Na primeira ementa da Bica do Sapato 2.0, a rubrica mais interessante será a que comporta 14 sugestões para partilhar, muitas das quais lisboetas com um toque de criatividade, como os “Pastelinhos de bacalhau”, neste caso em cubinhos de massa filo com aioli de fígados de bacalhau fumados (€15, seis unidades), os “Peixinhos da horta” (€11), com molho de coentros, couve-roxa e limão, e o “Caril de moelas estufadas” (€16), com iogurte de hortelã e pão naan. Destaque ainda para o refrescante “Carpaccio de Gamba do Algarve” (€24), com salada de espinafres e mandioca crocante e vinagrete de yuzu, e para as “Lascas de novilho fumado com maionese de anchovas, queijo Idiazábal e vermute” (€18), um prato de sabores intensos. Nas propostas de enchidos (lombo, paiola e chouriço) predominam os Castro y González, (€24).
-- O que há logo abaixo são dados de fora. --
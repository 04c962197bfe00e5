//! Error types.
//!
//! Setup failures (bind, connect, handshake) and disconnection failures are
//! returned to the caller. Anything that happens while a connection is up is
//! reported through listeners instead, see [`crate::peer::DisconnectionReason`].

use std::net::SocketAddr;
use std::path::PathBuf;

/// Errors returned by [`crate::peer::Peer`] and [`crate::client::Client`].
#[derive(Debug, thiserror::Error)]
pub enum PeerError {
    /// `send_data` called on a peer that is not connected.
    #[error("Peer '{0}' is not connected")]
    NotConnected(String),

    /// Writing to the connection stream failed.
    #[error("Peer '{peer}' stream error: {source}")]
    Stream {
        peer: String,
        #[source]
        source: std::io::Error,
    },

    /// The connection could not be established.
    #[error("Peer '{peer}' can't connect to {addr}: {reason}")]
    Connection {
        peer: String,
        addr: SocketAddr,
        reason: String,
        /// True when the remote endpoint was simply not there (refused,
        /// unreachable, timed out). Only these failures trigger reconnection.
        remote_unavailable: bool,
    },

    /// Closing the connection failed.
    #[error("Peer '{peer}' disconnection error: {source}")]
    Disconnection {
        peer: String,
        #[source]
        source: std::io::Error,
    },

    /// The remote host name could not be resolved.
    #[error("Peer '{peer}' can't resolve host '{host}'")]
    UnknownHost { peer: String, host: String },
}

impl PeerError {
    pub(crate) fn connection(
        peer: impl Into<String>,
        addr: SocketAddr,
        reason: impl Into<String>,
    ) -> Self {
        PeerError::Connection {
            peer: peer.into(),
            addr,
            reason: reason.into(),
            remote_unavailable: false,
        }
    }

    pub(crate) fn connection_io(peer: impl Into<String>, addr: SocketAddr, err: &std::io::Error) -> Self {
        use std::io::ErrorKind;
        let remote_unavailable = matches!(
            err.kind(),
            ErrorKind::ConnectionRefused
                | ErrorKind::ConnectionReset
                | ErrorKind::TimedOut
                | ErrorKind::HostUnreachable
                | ErrorKind::NetworkUnreachable
                | ErrorKind::AddrNotAvailable
        );
        PeerError::Connection {
            peer: peer.into(),
            addr,
            reason: err.to_string(),
            remote_unavailable,
        }
    }

    /// Whether this is a connection failure caused by a missing remote endpoint.
    pub fn is_remote_unavailable(&self) -> bool {
        matches!(
            self,
            PeerError::Connection {
                remote_unavailable: true,
                ..
            }
        )
    }
}

/// Errors returned by [`crate::server::Server`].
#[derive(Debug, thiserror::Error)]
pub enum ServerError {
    #[error("Server '{server}' can't bind {addr}: {source}")]
    Startup {
        server: String,
        addr: SocketAddr,
        #[source]
        source: std::io::Error,
    },

    #[error("Server '{server}' shutdown error: {reason}")]
    Shutdown { server: String, reason: String },

    #[error("Server '{server}' TLS error: {source}")]
    Tls {
        server: String,
        #[source]
        source: TlsError,
    },
}

/// Certificate, trust store and rustls configuration errors.
#[derive(Debug, thiserror::Error)]
pub enum TlsError {
    #[error("Certificate generation failed: {0}")]
    Generate(#[from] rcgen::Error),

    #[error("Invalid certificate: {0}")]
    InvalidCertificate(String),

    #[error("Invalid private key: {0}")]
    InvalidKey(String),

    #[error("TLS configuration error: {0}")]
    Rustls(#[from] rustls::Error),

    #[error("Trust store file {path}: {reason}")]
    Store { path: PathBuf, reason: String },

    #[error("I/O error: {0}")]
    Io(#[from] std::io::Error),
}

/// Errors from discovery backends, [`crate::discovery::Discover`] and
/// [`crate::discovery::Publisher`].
#[derive(Debug, thiserror::Error)]
pub enum DiscoveryError {
    #[error("Discovery backend error: {0}")]
    Backend(String),

    #[error("Can't find '{0}' discovery implementation")]
    UnknownImplementation(String),

    #[error("Can't publish service '{name}': {reason}")]
    Publish { name: String, reason: String },
}

impl From<mdns_sd::Error> for DiscoveryError {
    fn from(err: mdns_sd::Error) -> Self {
        DiscoveryError::Backend(err.to_string())
    }
}

/// Configuration file errors.
#[derive(Debug, thiserror::Error)]
pub enum ConfigError {
    #[error("Config I/O error: {0}")]
    Io(#[from] std::io::Error),

    #[error("Config serialization error: {0}")]
    Serialization(#[from] serde_json::Error),
}

#[cfg(test)]
mod tests {
    use super::*;
    use std::io::{Error, ErrorKind};

    #[test]
    fn refused_connection_is_remote_unavailable() {
        let addr: SocketAddr = "127.0.0.1:9".parse().unwrap();
        let err = PeerError::connection_io("cl", addr, &Error::from(ErrorKind::ConnectionRefused));
        assert!(err.is_remote_unavailable());

        let err = PeerError::connection_io("cl", addr, &Error::from(ErrorKind::InvalidData));
        assert!(!err.is_remote_unavailable());
        assert!(!PeerError::connection("cl", addr, "handshake").is_remote_unavailable());
    }

    #[test]
    fn error_messages_name_the_peer() {
        let err = PeerError::NotConnected("obj-1".into());
        assert_eq!(err.to_string(), "Peer 'obj-1' is not connected");

        let err = DiscoveryError::UnknownImplementation("bonjour".into());
        assert!(err.to_string().contains("bonjour"));
    }
}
“Bacalhau com todos e mais alguns…”
Dos pratos principais de peixe constam o “Bacalhau com todos e mais alguns...” (€27), “Salmonete assado com katsu de legumes da época, puré de batata-doce e jus de fígados” (€46) e merece referência especial a “Raia assada com tomilho limão” (€32), com um original picadinho de pezinhos de coentrada e batatinhas soufflé de morcela. Nas carnes, destacam-se os “Secretos de porco preto Bulgogui (de origem coreana), puré de couve-flor Roquefort, kimchi e compota de alperce e toranja” (€35), "Rodeão de Wagyu grelhado com puré de batata, alface grelada e chimichurri de mistura basca” (€45) e “Pombo Royal assado e macerado em pimenta timut, cerejas glaceadas em Amaretto e amêndoas, jus de avelã” (€48).
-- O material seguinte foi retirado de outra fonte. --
enum LoopExit {
    Cancelled,
    Bye,
    Failed(DisconnectionReason),
}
Para terminar, o pasteleiro Joaquim de Souza, chef que tem como sobremesa de assinatura a famosa “Flor de Chocolate”, propõe o “Pudim Abade Priscos” (€11), torresmo e gelado de lima keffir, “Bolo de bolacha com espuma de café Brasil 100% arábica” (€10) e “Baba au rhum, lembranças de um mojito e ananás dos Açores grelhado” (€10,50).
Quanto aos vinhos, a carta ainda está em execução, mas a ambição é muita: os sócios querem “ter todas as regiões e castas portuguesas, além de referências estrangeiras”.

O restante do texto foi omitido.